PROVIDED DATA
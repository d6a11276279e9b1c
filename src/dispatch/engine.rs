//! The dispatcher.
//!
//! Evaluates the compiled rules in declaration order against one message,
//! renders each match and hands it to the outgoing bot. Nothing here
//! returns an error: delivery problems are logged and collected in the
//! `DispatchReport`, and the next rule or destination carries on.

use std::sync::Arc;
use std::time::Duration;

use tracing::{debug, error, info};

use crate::bots::BotRegistry;
use crate::dispatch::binding::{Destination, OutgoingBinding};
use crate::error::DispatchError;
use crate::rules::{CompiledRule, MatchResult, describe_match, render};

/// Sent back on the sandbox channel when no rule matches.
pub const NO_MATCH_NOTICE: &str = "No rule matched this message.";

/// How long one send may take before it is abandoned and logged.
pub const DEFAULT_SEND_TIMEOUT: Duration = Duration::from_secs(20);

/// What happened to one inbound message.
#[derive(Debug, Default, Clone)]
pub struct DispatchReport {
    /// Indices of the rules that matched, in evaluation order.
    pub matched_rules: Vec<usize>,
    /// Rendered output of each matched rule.
    pub rendered: Vec<String>,
    /// Successful deliveries.
    pub delivered: Vec<(Destination, String)>,
    /// Delivery failures, already logged.
    pub errors: Vec<DispatchError>,
}

impl DispatchReport {
    pub fn is_match(&self) -> bool {
        !self.matched_rules.is_empty()
    }
}

/// Match-and-dispatch engine. Read-only after construction.
pub struct Dispatcher {
    rules: Vec<CompiledRule>,
    binding: OutgoingBinding,
    registry: Arc<dyn BotRegistry>,
    continue_on_match: bool,
    send_timeout: Duration,
}

impl Dispatcher {
    pub fn new(
        rules: Vec<CompiledRule>,
        binding: OutgoingBinding,
        registry: Arc<dyn BotRegistry>,
        continue_on_match: bool,
    ) -> Self {
        Self {
            rules,
            binding,
            registry,
            continue_on_match,
            send_timeout: DEFAULT_SEND_TIMEOUT,
        }
    }

    pub fn with_send_timeout(mut self, send_timeout: Duration) -> Self {
        self.send_timeout = send_timeout;
        self
    }

    /// Rules matching `text`, in order; stops at the first one unless
    /// `continue_on_match` is set.
    fn matching_rules<'a>(&'a self, text: &str) -> Vec<(&'a CompiledRule, MatchResult)> {
        let mut found = Vec::new();
        for rule in &self.rules {
            let Some(result) = rule.evaluate(text) else {
                continue;
            };
            found.push((rule, result));
            if !self.continue_on_match {
                break;
            }
        }
        found
    }

    /// Production path: deliver each rendered match to every destination.
    pub async fn handle_incoming(&self, text: &str) -> DispatchReport {
        let mut report = DispatchReport::default();

        for (rule, result) in self.matching_rules(text) {
            let output = render(&rule.template, &result, text);
            info!(rule = rule.index, output = %output, "Rule matched");
            report.matched_rules.push(rule.index);
            report.rendered.push(output.clone());
            self.deliver(&output, &mut report).await;
        }

        if !report.is_match() {
            debug!("No rule matched");
        }
        report
    }

    /// Send `output` to every destination through the bound bot.
    async fn deliver(&self, output: &str, report: &mut DispatchReport) {
        let Some(bot) = self
            .registry
            .find(self.binding.platform, &self.binding.self_id)
        else {
            let err = DispatchError::BotUnavailable {
                platform: self.binding.platform.to_string(),
                self_id: self.binding.self_id.clone(),
                available: self.registry.available(),
            };
            error!("{err}");
            report.errors.push(err);
            return;
        };

        for destination in &self.binding.destinations {
            let sent =
                tokio::time::timeout(self.send_timeout, bot.send_message(destination, output)).await;
            let reason = match sent {
                Ok(Ok(())) => {
                    report
                        .delivered
                        .push((destination.clone(), output.to_string()));
                    continue;
                }
                Ok(Err(e)) => e.to_string(),
                Err(_) => format!("no answer within {:?}", self.send_timeout),
            };
            let err = DispatchError::SendFailed {
                destination: destination.to_string(),
                reason,
            };
            error!("{err}");
            report.errors.push(err);
        }
    }

    /// Sandbox path: the replies to post back on the originating channel.
    ///
    /// Each match renders its template followed by a dump of the captures.
    /// No match yields exactly one notice.
    pub fn handle_sandbox(&self, text: &str) -> Vec<String> {
        let replies: Vec<String> = self
            .matching_rules(text)
            .into_iter()
            .map(|(rule, result)| {
                let output = render(&rule.template, &result, text);
                debug!(rule = rule.index, "Sandbox match:\n{}", describe_match(&result));
                format!("{output}\n\nMatch result:\n{}", describe_match(&result))
            })
            .collect();

        if replies.is_empty() {
            return vec![NO_MATCH_NOTICE.to_string()];
        }
        replies
    }
}
//! Channel trait and the message types flowing through it.

use std::pin::Pin;

use async_trait::async_trait;
use chrono::{DateTime, Utc};
use futures::Stream;
use uuid::Uuid;

use crate::error::ChannelError;

/// Stream of inbound messages produced by a channel.
pub type MessageStream = Pin<Box<dyn Stream<Item = IncomingMessage> + Send>>;

/// One inbound message event.
#[derive(Debug, Clone)]
pub struct IncomingMessage {
    pub id: Uuid,
    /// Name of the channel that produced the message.
    pub channel: String,
    /// Sender identifier (mail address, "local-user" on the sandbox).
    pub user_id: String,
    pub user_name: Option<String>,
    /// Message text the rules run against.
    pub content: String,
    /// Subject line (mail) or thread title.
    pub thread_id: Option<String>,
    pub received_at: DateTime<Utc>,
    /// Channel-specific details.
    pub metadata: serde_json::Value,
}

impl IncomingMessage {
    pub fn new(channel: &str, user_id: &str, content: &str) -> Self {
        Self {
            id: Uuid::new_v4(),
            channel: channel.to_string(),
            user_id: user_id.to_string(),
            user_name: None,
            content: content.to_string(),
            thread_id: None,
            received_at: Utc::now(),
            metadata: serde_json::json!({}),
        }
    }

    pub fn with_metadata(mut self, metadata: serde_json::Value) -> Self {
        self.metadata = metadata;
        self
    }

    pub fn with_user_name(mut self, name: &str) -> Self {
        self.user_name = Some(name.to_string());
        self
    }

    pub fn with_thread(mut self, thread_id: &str) -> Self {
        self.thread_id = Some(thread_id.to_string());
        self
    }

    pub fn with_received_at(mut self, received_at: DateTime<Utc>) -> Self {
        self.received_at = received_at;
        self
    }
}

/// A reply sent back on the channel a message came from.
#[derive(Debug, Clone)]
pub struct OutgoingResponse {
    pub content: String,
}

impl OutgoingResponse {
    pub fn text(content: impl Into<String>) -> Self {
        Self {
            content: content.into(),
        }
    }
}

/// A source of inbound messages.
#[async_trait]
pub trait Channel: Send + Sync {
    fn name(&self) -> &str;

    /// Start listening; events arrive on the returned stream.
    async fn start(&self) -> Result<MessageStream, ChannelError>;

    /// Reply to a message that came from this channel.
    async fn respond(
        &self,
        msg: &IncomingMessage,
        response: OutgoingResponse,
    ) -> Result<(), ChannelError>;

    async fn health_check(&self) -> Result<(), ChannelError> {
        Ok(())
    }

    async fn shutdown(&self) -> Result<(), ChannelError> {
        Ok(())
    }
}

REQUIRED WORK
What you return should be the lines from the start of the data through the line with "pub const NO_MATCH_NOTICE: &str", quoted exactly and nothing more.

EXERCISE RESULT
repository d6a11276279e9b1c
filename src/dispatch/engine.rs
//! The dispatcher.
//!
//! Evaluates the compiled rules in declaration order against one message,
//! renders each match and hands it to the outgoing bot. Nothing here
//! returns an error: delivery problems are logged and collected in the
//! `DispatchReport`, and the next rule or destination carries on.

use std::sync::Arc;
use std::time::Duration;

use tracing::{debug, error, info};

use crate::bots::BotRegistry;
use crate::dispatch::binding::{Destination, OutgoingBinding};
use crate::error::DispatchError;
use crate::rules::{CompiledRule, MatchResult, describe_match, render};

/// Sent back on the sandbox channel when no rule matches.
pub const NO_MATCH_NOTICE: &str = "No rule matched this message.";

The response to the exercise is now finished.